Cardiac hydatidosis is a rare pathology, usually affecting the heart as a result of a systemic infection. The most frequent locations of hydatid cysts are the liver (65%) and the lungs (25%). In rare cases hydatidosis affects the heart (0.02-2%), the LV being the most common site (55-60%)(with intramyocardial location and subepicardial extension), followed by the interventricular septum, the right ventricle and rarely the pericardium or atrial myocardium. The echocardiography, computer tomography and cardiac MRI can evaluate the morphology and relations with the adjacent structures.

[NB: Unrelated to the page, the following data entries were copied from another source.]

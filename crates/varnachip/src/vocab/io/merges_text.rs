//! # Merges Text IO
//!
//! Lines are:
//! ```terminaloutput
//! {LEFT} {RIGHT}
//! ```
//! in rank order. Blank lines, and lines starting with `#`, are ignored.

use std::{
    fs::File,
    io::{BufRead, BufReader, BufWriter, Write},
    path::Path,
};

use crate::{
    errors::{VCResult, VarnachipError},
    types::{Pair, TokenType},
    vocab::MergeVocab,
};

/// Load a [`MergeVocab`] from a merges text file.
///
/// ## Arguments
/// * `path` - the path to the merges file.
pub fn load_merges_text_path<T, P>(path: P) -> VCResult<MergeVocab<T>>
where
    T: TokenType,
    P: AsRef<Path>,
{
    let reader = BufReader::new(File::open(path)?);
    read_merges_text(reader)
}

/// Read a [`MergeVocab`] from a merges text line reader.
///
/// ## Arguments
/// * `reader` - the line reader.
pub fn read_merges_text<T, R>(reader: R) -> VCResult<MergeVocab<T>>
where
    T: TokenType,
    R: BufRead,
{
    let mut pairs: Vec<Pair<T>> = Vec::new();

    for (idx, line) in reader.lines().enumerate() {
        let line = line?;
        let s = line.trim();
        if s.is_empty() || s.starts_with('#') {
            continue;
        }

        let lineno = idx + 1;
        let parse = |part: Option<&str>| -> VCResult<T> {
            let part = part.ok_or_else(|| {
                VarnachipError::CorruptVocabulary(format!("line {lineno}: expected two tokens"))
            })?;
            let id: u64 = part.parse().map_err(|e: core::num::ParseIntError| {
                VarnachipError::CorruptVocabulary(format!("line {lineno}: {e}"))
            })?;
            T::from_u64(id).ok_or_else(|| {
                VarnachipError::CorruptVocabulary(format!(
                    "line {lineno}: token {id} does not fit the token type"
                ))
            })
        };

        let mut parts = s.split_whitespace();
        let pair = (parse(parts.next())?, parse(parts.next())?);
        if parts.next().is_some() {
            return Err(VarnachipError::CorruptVocabulary(format!(
                "line {lineno}: expected two tokens"
            )));
        }
        pairs.push(pair);
    }

    MergeVocab::from_merge_pairs(pairs)
}

/// Save a [`MergeVocab`] to a merges text file.
///
/// ## Arguments
/// * `merge_vocab` - the vocabulary to save.
/// * `path` - the path to save the merges to.
pub fn save_merges_text_path<T, P>(
    merge_vocab: &MergeVocab<T>,
    path: P,
) -> VCResult<()>
where
    T: TokenType,
    P: AsRef<Path>,
{
    let mut writer = BufWriter::new(File::create(path)?);
    write_merges_text(merge_vocab, &mut writer)?;
    writer.flush()?;
    Ok(())
}

/// Write a [`MergeVocab`] to a [`Write`] writer.
///
/// ## Arguments
/// * `merge_vocab` - the vocabulary to save.
/// * `writer` - the writer to target.
pub fn write_merges_text<T, W>(
    merge_vocab: &MergeVocab<T>,
    writer: &mut W,
) -> VCResult<()>
where
    T: TokenType,
    W: Write,
{
    writeln!(writer, "# varnachip merges")?;
    for rule in merge_vocab.merge_rules() {
        writeln!(writer, "{} {}", rule.pair.0, rule.pair.1)?;
    }
    Ok(())
}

Echocardiography is the standard imaging method used in the diagnosis of cardiac hydatidosis due to its availability, high sensitivity and the potential of determining the hemodynamic consequences. Computer tomography is superior to any other method in revealing parietal cystic calcifications, but the quality of the information regarding the anatomy of the cyst’s internal structures is better with MRI, this being the preferred technique for the post therapy follow-up. The standard treatment for heart hydatidosis is surgery. Antiparasitic treatment (albendazole) is reserved for elderly patients, without hemodynamic impairment, or perioperative, in order to prevent recurrences or intraoperatory dissemination.

Conflict of interests: The authors declare no conflict of interest.